Des concours pour jeunes orchestres de jazz refleurissent comme à la grande époque des “tournois” du Hot Club : Jean-Marie Hacquier en organise quelques-uns lors des Jazz Pic-Nics de Mortroux ; mais le modèle du genre, est organisé depuis une dizaine d’années à Hoeilaart par Albert Michiels ; au fil des ans, ce tournoi – un des plus importants d’Europe – draine des candidats des quatre coins du monde et révèle quelques talents qui se confirmeront par la suite (parmi les Belges, on note par exemple les frères Vandendriessche, Diederick Wissels, Dré Pallemaerts, etc.).
Les jeunes musiciens belges ont l’occasion de s’essayer à la scène bien plus fréquemment qu’auparavant : les mercredis dits de rythmique du Lion à Liège et la programmation boulimique du Travers à Bruxelles ont permis l’éclosion sur le terrain d’un grand nombre de musiciens de la nouvelle génération.
Nouveaux maîtres et élèves surdoués
Les “générations” justement, se succèdent entre 1975 et 1985 à un rythme serré (le mot “succéder” ne signifiant évidemment pas que l’apparition de musiciens plus jeunes suppose la disparition de ceux qui les ont précédés : aujourd’hui quatre générations au moins se côtoient sur les scènes belges).

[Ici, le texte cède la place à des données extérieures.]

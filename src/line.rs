use std::borrow::Cow;
use std::os::unix::io::RawFd;

use nix::errno::Errno;

use crate::os::Os;
use crate::types::MAX_LINE_LEN;

#[derive(Debug, Clone, Copy, PartialEq, Eq)]
pub enum LineStatus {
    Ok(usize),
    Eof,
    Error(Errno),
}

/// One input line, at most `MAX_LINE_LEN` bytes, newline stripped.
pub struct LineBuffer {
    buffer: [u8; MAX_LINE_LEN + 1],
    len: usize,
}

impl Default for LineBuffer {
    fn default() -> Self {
        LineBuffer::new()
    }
}

impl LineBuffer {
    pub fn new() -> LineBuffer {
        LineBuffer {
            buffer: [0; MAX_LINE_LEN + 1],
            len: 0,
        }
    }

    pub fn clear(&mut self) {
        self.buffer.fill(0);
        self.len = 0;
    }

    /// Read byte by byte until a newline, end of input, or the buffer is
    /// full. Bytes past the cap stay unread for the next call.
    pub fn read<O: Os + ?Sized>(&mut self, os: &mut O, fd: RawFd) -> LineStatus {
        self.clear();
        let mut seen_newline = false;
        let mut byte = [0u8; 1];

        while self.len < MAX_LINE_LEN {
            match os.read(fd, &mut byte) {
                Ok(0) => break,
                Ok(_) => {
                    if byte[0] == b'\n' {
                        seen_newline = true;
                        break;
                    }
                    self.buffer[self.len] = byte[0];
                    self.len += 1;
                }
                Err(Errno::EINTR) => continue,
                Err(e) => {
                    if self.len == 0 {
                        return LineStatus::Error(e);
                    }
                    break;
                }
            }
        }

        // the buffer was zero-filled, so buffer[len] is already the terminator
        if self.len == 0 && !seen_newline {
            return LineStatus::Eof;
        }
        LineStatus::Ok(self.len)
    }

    pub fn len(&self) -> usize {
        self.len
    }

    pub fn is_empty(&self) -> bool {
        self.len == 0
    }

    pub fn as_bytes(&self) -> &[u8] {
        &self.buffer[..self.len]
    }

    pub fn as_str(&self) -> Cow<'_, str> {
        String::from_utf8_lossy(self.as_bytes())
    }
}
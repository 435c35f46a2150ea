use crate::diag::Level;
use crate::os::Os;
use crate::shell::Shell;

pub const DEFAULT_HOME_DIR: &str = "/";

/// `cd [dir]`; a failure is reported but not returned.
pub fn run(_sh: &mut Shell, os: &mut dyn Os, args: &[String]) -> i32 {
    let dir = args.get(1).map(String::as_str).unwrap_or(DEFAULT_HOME_DIR);
    if let Err(e) = os.chdir(dir) {
        os.report(Level::User, &format!("cd: {}: {}", dir, e.desc()));
    }
    0
}
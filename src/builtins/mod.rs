use std::collections::HashMap;

use lazy_static::lazy_static;

use crate::os::Os;
use crate::shell::Shell;

pub mod cd;
pub mod exit;
pub mod quit;

/// A command the shell runs itself, in the parent process, because it
/// changes shell-wide state.
pub type Builtin = fn(&mut Shell, &mut dyn Os, &[String]) -> i32;

lazy_static! {
    static ref BUILTINS: HashMap<&'static str, Builtin> = {
        let mut table: HashMap<&'static str, Builtin> = HashMap::new();
        table.insert("cd", cd::run);
        table.insert("exit", exit::run);
        table.insert("quit", quit::run);
        table
    };
}

pub fn lookup(name: &str) -> Option<Builtin> {
    BUILTINS.get(name).copied()
}
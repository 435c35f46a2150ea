use time::OffsetDateTime;

pub fn getpid() -> i32 {
    unsafe { libc::getpid() }
}

/// Local wall-clock time as `YYYY-mm-dd HH:MM:SS.mmm`, UTC if the local
/// offset cannot be determined (e.g. in a multi-threaded test runner).
pub fn timestamp() -> String {
    let now = OffsetDateTime::now_local().unwrap_or_else(|_| OffsetDateTime::now_utc());
    format!(
        "{:04}-{:02}-{:02} {:02}:{:02}:{:02}.{:03}",
        now.year(),
        now.month() as u8,
        now.day(),
        now.hour(),
        now.minute(),
        now.second(),
        now.millisecond(),
    )
}

/// Append a line to the file named by `TSH_LOG_FILE`, if set.
#[macro_export]
macro_rules! log {
    ($fmt:expr) => (
        let log_file = std::env::var("TSH_LOG_FILE").unwrap_or_default();

        if !log_file.is_empty() {
            use std::io::Write as _;

            let msg = $fmt;
            match std::fs::OpenOptions::new().append(true).create(true).open(&log_file) {
                Ok(mut lfile) => {
                    let pid = $crate::tlog::getpid();
                    let now = $crate::tlog::timestamp();
                    let msg = format!("[{}][{}] {}", now, pid, msg);
                    let msg = if msg.ends_with('\n') { msg } else { format!("{}\n", msg) };
                    if lfile.write_all(msg.as_bytes()).is_err() {
                        eprintln!("tlog: write_all error");
                    }
                }
                Err(_) => eprintln!("tlog: open file error"),
            }
        }
    );

    ($fmt:expr, $($arg:tt)*) => (
        let msg = format!($fmt, $($arg)*);
        $crate::log!(&msg);
    );
}
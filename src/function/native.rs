//! Inline function definitions.
//!
//! Two shapes are accepted, both taking the whole input tuple as one slice:
//!
//! ```text
//! |args| args[0] * args[1]
//! |args: &[f64]| { args[0] / args[1] }
//! fn bmi(args: &[f64]) -> f64 { args[0] / (args[1] / 100) ^ 2 }
//! fn bmi(args: &[f64]) -> f64 { return args[0] / (args[1] / 100) ^ 2; }
//! ```
//!
//! The body is a single expression in the table expression language.

use once_cell::sync::Lazy;
use regex::Regex;

use super::ArgExpression;
use crate::errors::ResolveError;

static CLOSURE: Lazy<Regex> = Lazy::new(|| {
    Regex::new(r"(?s)^\|\s*([A-Za-z_]\w*)\s*(?::[^|]*)?\|(.*)$").expect("valid closure regex")
});

static FN_DEFINITION: Lazy<Regex> = Lazy::new(|| {
    Regex::new(
        r"(?s)^fn\s+[A-Za-z_]\w*\s*\(\s*([A-Za-z_]\w*)\s*(?::[^)]*)?\)\s*(?:->\s*[A-Za-z0-9_]+\s*)?\{(.*)\}$",
    )
    .expect("valid fn definition regex")
});

/// Splits inline source into its list parameter and body expression.
pub(super) fn parse(text: &str) -> Result<ArgExpression, ResolveError> {
    let source = text.trim();
    let compile_error = |reason: &str| ResolveError::Compile {
        source_text: source.to_string(),
        reason: reason.to_string(),
    };

    let (param, body) = if let Some(caps) = CLOSURE.captures(source) {
        let body = caps.get(2).map_or("", |m| m.as_str()).trim();
        let body = match body.strip_prefix('{') {
            Some(inner) => inner
                .strip_suffix('}')
                .ok_or_else(|| compile_error("unbalanced braces in closure body"))?,
            None => body,
        };
        (caps[1].to_string(), body)
    } else if let Some(caps) = FN_DEFINITION.captures(source) {
        (caps[1].to_string(), caps.get(2).map_or("", |m| m.as_str()))
    } else {
        return Err(compile_error(
            "expected a closure `|args| ...` or a definition `fn name(args: &[f64]) -> f64 { ... }`",
        ));
    };

    let body = single_expression(body).map_err(|reason| compile_error(&reason))?;
    Ok(ArgExpression { param, body })
}

/// Reduces a body to its one expression, accepting an optional `return` and `;`.
fn single_expression(body: &str) -> Result<String, String> {
    let mut expression = body.trim();
    if let Some(rest) = expression.strip_prefix("return") {
        if rest.starts_with(|c: char| c.is_whitespace() || c == '(') {
            expression = rest.trim();
        }
    }
    let expression = expression.strip_suffix(';').unwrap_or(expression).trim();

    if expression.is_empty() {
        return Err("function body is empty".to_string());
    }
    if expression.contains(';') || expression.starts_with("let ") {
        return Err("function body must be a single expression".to_string());
    }
    if expression.contains(['{', '}']) {
        return Err("nested blocks are not supported".to_string());
    }
    Ok(expression.to_string())
}

#[cfg(test)]
mod tests {
    use super::*;

    fn parsed(text: &str) -> (String, String) {
        let expression = parse(text).unwrap();
        (expression.param, expression.body)
    }

    #[test]
    fn test_closure() {
        assert_eq!(
            parsed("|args| args[0] * args[1]"),
            ("args".to_string(), "args[0] * args[1]".to_string())
        );
    }

    #[test]
    fn test_typed_closure_with_block() {
        assert_eq!(
            parsed("|x: &[f64]| { x[0] / x[1] }"),
            ("x".to_string(), "x[0] / x[1]".to_string())
        );
    }

    #[test]
    fn test_fn_definition() {
        let text = "fn bmi(args: &[f64]) -> f64 {\n    args[0] / (args[1] / 100) ^ 2\n}";
        assert_eq!(
            parsed(text),
            ("args".to_string(), "args[0] / (args[1] / 100) ^ 2".to_string())
        );
    }

    #[test]
    fn test_fn_definition_with_return() {
        let text = "fn f(v: &[f64]) -> f64 { return v[0] + v[1]; }";
        assert_eq!(parsed(text).1, "v[0] + v[1]");
    }

    #[test]
    fn test_multiple_statements_are_rejected() {
        let err = parse("fn f(v: &[f64]) -> f64 { let a = v[0]; a * 2 }").unwrap_err();
        assert!(matches!(err, ResolveError::Compile { .. }));
        assert!(parse("|v| { v[0]; v[1] }").is_err());
    }

    #[test]
    fn test_plain_expression_is_rejected() {
        assert!(matches!(
            parse("x * y"),
            Err(ResolveError::Compile { .. })
        ));
    }
}
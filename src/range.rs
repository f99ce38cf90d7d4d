//! Range descriptors.
//!
//! A range is written `name:start:stop:step` or `name:start:stop:step:unit` and expands
//! into the inclusive lattice `start, start + step, ...` up to `stop` in the direction
//! of `step`.
//!
//! ```
//! use lutgen::RangeSpec;
//!
//! let range: RangeSpec = "x:10:1:-2".parse().unwrap();
//! assert_eq!(range.values(), &[10.0, 8.0, 6.0, 4.0, 2.0]);
//! ```

use std::fmt;
use std::str::FromStr;

use crate::errors::RangeError;

/// Relative tolerance used when deciding whether `stop` lies on the step lattice.
const LATTICE_EPSILON: f64 = 1e-9;

/// A named, finite sequence of sample points along one input dimension.
///
/// The values are computed once at parse time and never change afterwards.
#[derive(Debug, Clone, PartialEq)]
pub struct RangeSpec {
    name: String,
    unit: Option<String>,
    values: Vec<f64>,
}

impl RangeSpec {
    /// Parses a range descriptor.
    ///
    /// # Errors
    /// - `RangeError::Malformed` if the field count is not 4 or 5, the name is empty or
    ///   contains a path separator, or a numeric field is not a finite number
    /// - `RangeError::InvalidStep` if the step is zero
    ///
    /// A range whose step points away from `stop` is not an error: it has no values.
    pub fn parse(spec: &str) -> Result<Self, RangeError> {
        let malformed = |reason: &str| RangeError::Malformed {
            spec: spec.to_string(),
            reason: reason.to_string(),
        };

        let fields: Vec<&str> = spec.trim().split(':').collect();
        if fields.len() != 4 && fields.len() != 5 {
            return Err(malformed(&format!(
                "expected name:start:stop:step[:unit], got {} field(s)",
                fields.len()
            )));
        }

        let name = fields[0].trim();
        if name.is_empty() {
            return Err(malformed("range name is empty"));
        }
        if name.contains(['/', '\\']) {
            return Err(malformed("range name must not contain path separators"));
        }

        let number = |label: &str, field: &str| -> Result<f64, RangeError> {
            match field.trim().parse::<f64>() {
                Ok(value) if value.is_finite() => Ok(value),
                _ => Err(malformed(&format!("{label} '{field}' is not a number"))),
            }
        };
        let start = number("start", fields[1])?;
        let stop = number("stop", fields[2])?;
        let step = number("step", fields[3])?;

        if step == 0.0 {
            return Err(RangeError::InvalidStep {
                spec: spec.to_string(),
            });
        }

        let unit = fields
            .get(4)
            .map(|unit| unit.trim())
            .filter(|unit| !unit.is_empty())
            .map(str::to_string);

        Ok(Self {
            name: name.to_string(),
            unit,
            values: lattice(start, stop, step),
        })
    }

    /// Builds a range directly from precomputed values.
    pub fn from_values(name: impl Into<String>, unit: Option<String>, values: Vec<f64>) -> Self {
        Self {
            name: name.into(),
            unit,
            values,
        }
    }

    pub fn name(&self) -> &str {
        &self.name
    }

    pub fn unit(&self) -> Option<&str> {
        self.unit.as_deref()
    }

    pub fn values(&self) -> &[f64] {
        &self.values
    }

    pub fn len(&self) -> usize {
        self.values.len()
    }

    pub fn is_empty(&self) -> bool {
        self.values.is_empty()
    }

    /// The name followed by the unit in parentheses, if there is one.
    pub fn label(&self) -> String {
        match &self.unit {
            Some(unit) => format!("{} ({unit})", self.name),
            None => self.name.clone(),
        }
    }
}

impl FromStr for RangeSpec {
    type Err = RangeError;

    fn from_str(s: &str) -> Result<Self, Self::Err> {
        Self::parse(s)
    }
}

impl fmt::Display for RangeSpec {
    fn fmt(&self, f: &mut fmt::Formatter<'_>) -> fmt::Result {
        write!(f, "{} [{} values]", self.label(), self.values.len())
    }
}

/// Enumerates `start + i * step` while the point has not passed `stop`.
///
/// Points are computed by multiplication rather than accumulation so rounding error
/// does not build up along long ranges. A final point within the tolerance of `stop`
/// is snapped onto `stop`.
fn lattice(start: f64, stop: f64, step: f64) -> Vec<f64> {
    let tolerance = LATTICE_EPSILON * step.abs().max(1.0);
    let within = |value: f64| {
        if step > 0.0 {
            value <= stop + tolerance
        } else {
            value >= stop - tolerance
        }
    };

    let mut values = Vec::new();
    let mut index = 0u64;
    loop {
        let value = start + index as f64 * step;
        if !within(value) {
            break;
        }
        values.push(if (value - stop).abs() <= tolerance {
            stop
        } else {
            value
        });
        index += 1;
    }
    values
}
//! Enumeration of the input grid into table pages.
//!
//! The last range supplies the rows and the range before it the columns. With three
//! ranges the first one is fixed per page, giving one page per value:
//!
//! | ranges | fixed | columns | rows |
//! |--------|-------|---------|------|
//! | 2      | -     | first   | second |
//! | 3      | first | second  | third  |
//!
//! Whatever the layout, the function always receives its inputs in the order the
//! ranges were given.

use itertools::Itertools;

use crate::errors::GenerateError;
use crate::range::RangeSpec;

/// The outer-axis value a 3D page is pinned to.
#[derive(Debug, Clone, PartialEq)]
pub struct FixedAxis {
    pub name: String,
    pub unit: Option<String>,
    pub value: f64,
}

/// One two-dimensional slice of the sweep.
#[derive(Debug, Clone, PartialEq)]
pub struct GridPage {
    pub fixed_axis: Option<FixedAxis>,
    pub row_axis: RangeSpec,
    pub col_axis: RangeSpec,
}

impl GridPage {
    /// Input tuple for the cell at (`row`, `col`), in original range order.
    pub fn inputs(&self, row: f64, col: f64) -> Vec<f64> {
        match &self.fixed_axis {
            Some(fixed) => vec![fixed.value, col, row],
            None => vec![col, row],
        }
    }

    /// All cells in row-major order as `(row index, col index, inputs)`.
    pub fn cells(&self) -> impl Iterator<Item = (usize, usize, Vec<f64>)> + '_ {
        let rows = self.row_axis.values().iter().enumerate();
        let cols = self.col_axis.values().iter().enumerate();
        rows.cartesian_product(cols)
            .map(|((r, &row), (c, &col))| (r, c, self.inputs(row, col)))
    }

    /// `rows x columns`.
    pub fn dimensions(&self) -> (usize, usize) {
        (self.row_axis.len(), self.col_axis.len())
    }
}

/// Splits 2 or 3 ranges into pages, outer values in sequence order.
///
/// An empty outer range yields no pages; that is not an error.
///
/// # Errors
/// `GenerateError::UnsupportedDimensions` for any other number of ranges.
pub fn enumerate_pages(ranges: &[RangeSpec]) -> Result<Vec<GridPage>, GenerateError> {
    match ranges {
        [first, second] => Ok(vec![GridPage {
            fixed_axis: None,
            row_axis: second.clone(),
            col_axis: first.clone(),
        }]),
        [first, second, third] => Ok(first
            .values()
            .iter()
            .map(|&value| GridPage {
                fixed_axis: Some(FixedAxis {
                    name: first.name().to_string(),
                    unit: first.unit().map(str::to_string),
                    value,
                }),
                row_axis: third.clone(),
                col_axis: second.clone(),
            })
            .collect()),
        _ => Err(GenerateError::UnsupportedDimensions(ranges.len())),
    }
}
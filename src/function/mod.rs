//! Function descriptors and their resolution into callables.
//!
//! A table function arrives in one of two shapes:
//!
//! - [`FunctionDescriptor::NativeExpression`]: inline text, either a closure
//!   `|args| args[0] * args[1]` or a definition `fn f(args: &[f64]) -> f64 { ... }`
//! - [`FunctionDescriptor::ForeignFileExpression`]: a path to a Dart-style source file
//!   holding one function whose body is a single `return` expression
//!
//! Both are reduced to an [`ArgExpression`] (a list parameter name plus an expression
//! over `param[i]`), bound positionally and compiled into the same [`ResolvedFunction`].
//! Callers never branch on where a function came from.

mod foreign;
mod native;
mod resolved;

use std::path::{Path, PathBuf};

use log::debug;
use once_cell::sync::Lazy;
use regex::{Captures, Regex};

use crate::config::EvalBackend;
use crate::errors::ResolveError;

pub use resolved::ResolvedFunction;

/// Where a table function comes from.
#[derive(Debug, Clone, PartialEq, Eq)]
pub enum FunctionDescriptor {
    /// Inline closure or `fn` definition
    NativeExpression(String),
    /// Source file with a single-expression function
    ForeignFileExpression(PathBuf),
}

impl FunctionDescriptor {
    /// Picks the variant from user input: text naming an existing file is a foreign
    /// source file, anything else is inline source.
    pub fn from_input(input: &str) -> Self {
        let trimmed = input.trim();
        let path = Path::new(trimmed);
        if !trimmed.is_empty() && path.is_file() {
            FunctionDescriptor::ForeignFileExpression(path.to_path_buf())
        } else {
            FunctionDescriptor::NativeExpression(input.to_string())
        }
    }

    /// Parses the descriptor and compiles it for `arity` positional inputs.
    ///
    /// # Errors
    /// - `ResolveError::Compile` if the text is not a supported function or expression
    /// - `ResolveError::UnsupportedPattern` if a foreign file deviates from the
    ///   single-return-expression shape
    /// - `ResolveError::Read` if a foreign file cannot be read
    pub fn resolve(
        &self,
        arity: usize,
        backend: EvalBackend,
    ) -> Result<ResolvedFunction, ResolveError> {
        let expression = match self {
            FunctionDescriptor::NativeExpression(text) => native::parse(text)?,
            FunctionDescriptor::ForeignFileExpression(path) => foreign::parse_file(path)?,
        };
        debug!(
            "resolved {} to `{}` over list parameter `{}`",
            self, expression.body, expression.param
        );
        ResolvedFunction::compile(&expression, arity, backend)
    }
}

impl std::fmt::Display for FunctionDescriptor {
    fn fmt(&self, f: &mut std::fmt::Formatter<'_>) -> std::fmt::Result {
        match self {
            FunctionDescriptor::NativeExpression(text) => {
                write!(f, "inline function `{}`", text.trim())
            }
            FunctionDescriptor::ForeignFileExpression(path) => {
                write!(f, "function file {}", path.display())
            }
        }
    }
}

/// A single expression over indexed accesses of one list parameter.
#[derive(Debug, Clone, PartialEq, Eq)]
pub(crate) struct ArgExpression {
    /// Name of the list parameter, e.g. `args` or `input`
    pub param: String,
    /// Expression text, still using `param[i]`
    pub body: String,
}

static POSITIONAL_NAME: Lazy<Regex> =
    Lazy::new(|| Regex::new(r"\barg_\d+\b").expect("valid positional name regex"));

/// Name the `index`-th input is bound to inside the compiled expression.
pub(crate) fn positional_name(index: usize) -> String {
    format!("arg_{index}")
}

/// Rewrites every `param[i]` into the positional input name `arg_i`.
///
/// Indices must be integer literals below `arity`. Any bracket left over after the
/// rewrite (indexing something else, a nested index) makes the expression invalid, and
/// so does a body that already spells a positional name itself.
pub(crate) fn bind_positional(expression: &ArgExpression, arity: usize) -> Result<String, String> {
    if let Some(name) = POSITIONAL_NAME.find(&expression.body) {
        return Err(format!(
            "`{}` is not an input; use `{}[<index>]`",
            name.as_str(),
            expression.param
        ));
    }

    let pattern = format!(
        r"\b{}\s*\[\s*([^\[\]]*?)\s*\]",
        regex::escape(&expression.param)
    );
    let access = Regex::new(&pattern).map_err(|e| e.to_string())?;

    let mut failure = None;
    let bound = access.replace_all(&expression.body, |caps: &Captures| {
        let index = &caps[1];
        match index.parse::<usize>() {
            Ok(i) if i < arity => positional_name(i),
            Ok(i) => {
                failure.get_or_insert_with(|| {
                    format!(
                        "{}[{i}] is out of range for {arity} inputs",
                        expression.param
                    )
                });
                String::new()
            }
            Err(_) => {
                failure.get_or_insert_with(|| {
                    format!(
                        "index `{index}` of {} must be an integer literal",
                        expression.param
                    )
                });
                String::new()
            }
        }
    });

    if let Some(reason) = failure {
        return Err(reason);
    }
    if bound.contains(['[', ']']) {
        return Err(format!("only `{}[<index>]` may be indexed", expression.param));
    }
    Ok(bound.into_owned())
}
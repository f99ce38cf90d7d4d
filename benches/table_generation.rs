//! Table Generation Benchmarks
//!
//! This benchmark suite measures the two costs of a table run:
//!
//! ### 1. Page rendering (`benchmark_rendering`)
//! Evaluates every cell of a sweep with the JIT backend and with the checked
//! interpreter, sequentially and on the rayon pool. Functions are resolved during
//! setup, so only evaluation and formatting are measured.
//!
//! ### 2. Resolution (`benchmark_resolution`)
//! Measures parsing, binding, simplification and (for the JIT backend) Cranelift
//! compilation of a function descriptor.
//!
//! ## Usage
//!
//! Run with: `cargo bench --bench table_generation`

use std::hint::black_box;

use criterion::{criterion_group, criterion_main, BenchmarkId, Criterion};
use lutgen::{
    EvalBackend, FunctionDescriptor, GeneratorConfig, NumberFormat, RangeSpec, TableGenerator,
};

/// Functions of increasing cost, all over three inputs.
const FUNCTIONS: [(&str, &str); 3] = [
    ("linear", "|v| v[0] * 2.5 + v[1] - v[2] * 0.3"),
    (
        "rational",
        "|v| (v[0]^3 + 2*v[0]^2 - 5*v[0] + 1) / (v[1]^2 + 3*v[1] + 2) + v[2]",
    ),
    (
        "transcendental",
        "|v| sqrt(v[0] * v[1]) * exp(-v[2] / 10) + sin(v[0]) * cos(v[1]) - ln(v[2] + 1)",
    ),
];

fn ranges() -> Vec<RangeSpec> {
    ["a:1:10:1", "b:0.5:50:0.5", "c:0:100:1"]
        .iter()
        .map(|text| RangeSpec::parse(text).expect("valid range"))
        .collect()
}

/// Benchmarks rendering a 10 x 100 x 101 sweep into markdown.
fn benchmark_rendering(c: &mut Criterion) {
    let ranges = ranges();
    let mut group = c.benchmark_group("Table Rendering");
    group.sample_size(20);

    for (name, text) in FUNCTIONS {
        for backend in [EvalBackend::Jit, EvalBackend::Interpreter] {
            let function = FunctionDescriptor::from_input(text)
                .resolve(ranges.len(), backend)
                .expect("function resolves");

            for parallel in [false, true] {
                let generator = TableGenerator::new(GeneratorConfig {
                    parallel,
                    backend,
                    ..GeneratorConfig::default()
                });
                let id = format!(
                    "{backend:?}/{}",
                    if parallel { "parallel" } else { "sequential" }
                );
                group.bench_with_input(BenchmarkId::new(id, name), &function, |b, function| {
                    b.iter(|| {
                        let documents = generator
                            .render(black_box(&ranges), function)
                            .expect("render succeeds");
                        let format = NumberFormat::default();
                        let bytes: usize = documents
                            .iter()
                            .map(|document| document.to_markdown(&format).len())
                            .sum();
                        black_box(bytes)
                    })
                });
            }
        }
    }

    group.finish();
}

/// Benchmarks resolving a descriptor into a callable.
fn benchmark_resolution(c: &mut Criterion) {
    let mut group = c.benchmark_group("Resolution");

    for (name, text) in FUNCTIONS {
        for backend in [EvalBackend::Jit, EvalBackend::Interpreter] {
            group.bench_with_input(
                BenchmarkId::new(format!("{backend:?}"), name),
                text,
                |b, text| {
                    b.iter(|| {
                        let function =
                            FunctionDescriptor::from_input(text).resolve(3, backend);
                        black_box(function)
                    })
                },
            );
        }
    }

    group.finish();
}

criterion_group!(benches, benchmark_rendering, benchmark_resolution);
criterion_main!(benches);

Les premiers artisans de la relève vont devenir, sur un terrain préparé déjà par Catherine, Van Poll, Rousselet, Bedeur et quelques autres, les Nouveaux Maîtres à Jouer : Michel Herr, Steve Houben, Paolo Radoni, Jean-Louis Rassinfosse, Charles Loos, Guy Cabay (impliqués pour la plupart dans les infrastructures citées plus haut) auxquels on peut ajouter les Américains John Ruocco, Greg Badolato, Denis Luxion, Garrett List, etc. Évoluant d’après les saisons entre un mainstream bop revitalisé, une “fusion” modérée et des tendances “européennes-E.C.M.istes” [N.B. 33 : Si prégnante et originale fut l’esthétique développée par le label munichois ECM (Manfred Eicher) qu’on utilise parfois son nom pour désigner un style apparenté à ses productions], ces musiciens seront le plus souvent les instructeurs des jeunes écoles, stages, etc., et c’est donc à travers eux que les générations suivantes vont s’initier au jazz. Des musiciens qui vont être cités maintenant – et qui, plus encore que leurs prédécesseurs directs, forment le ferment de la relève massive – plusieurs ont commencé dans le rock et sont entrés dans le jazz “à l’envers”, remontant progressivement le temps de Coltrane à Parker (rarement au-delà). Apparaissent ainsi au tournant des années 70 et 80 les jeunes jazzmen suivants : les trompettistes Bert Joris et Gino Lattucca, les trombones-tubas Jean-Pol Danhier et Marc Godfroid, les saxophonistes Pierre Vaiana, Peter et Johan Vandendriessche, Robert Woolf, les guitaristes Pierre Van Dormael, Jacques Pirotton et Stéphane Martini, les pianistes Jean-Luc Manderlier, Arnould Massart, Eric Vermeulen, Pirly Zurstrassen, Diederick Wissels, Johan Clement, Michael Bloos et Denis Pousseur, les bassistes André Klenes, Michel Hatzigeorgiou et Hein Van de Geyn, les batteurs Antoine Cirri, Michel Debrulle, Jan de Haas, Mimi Verderame, Dré Pallemaerts.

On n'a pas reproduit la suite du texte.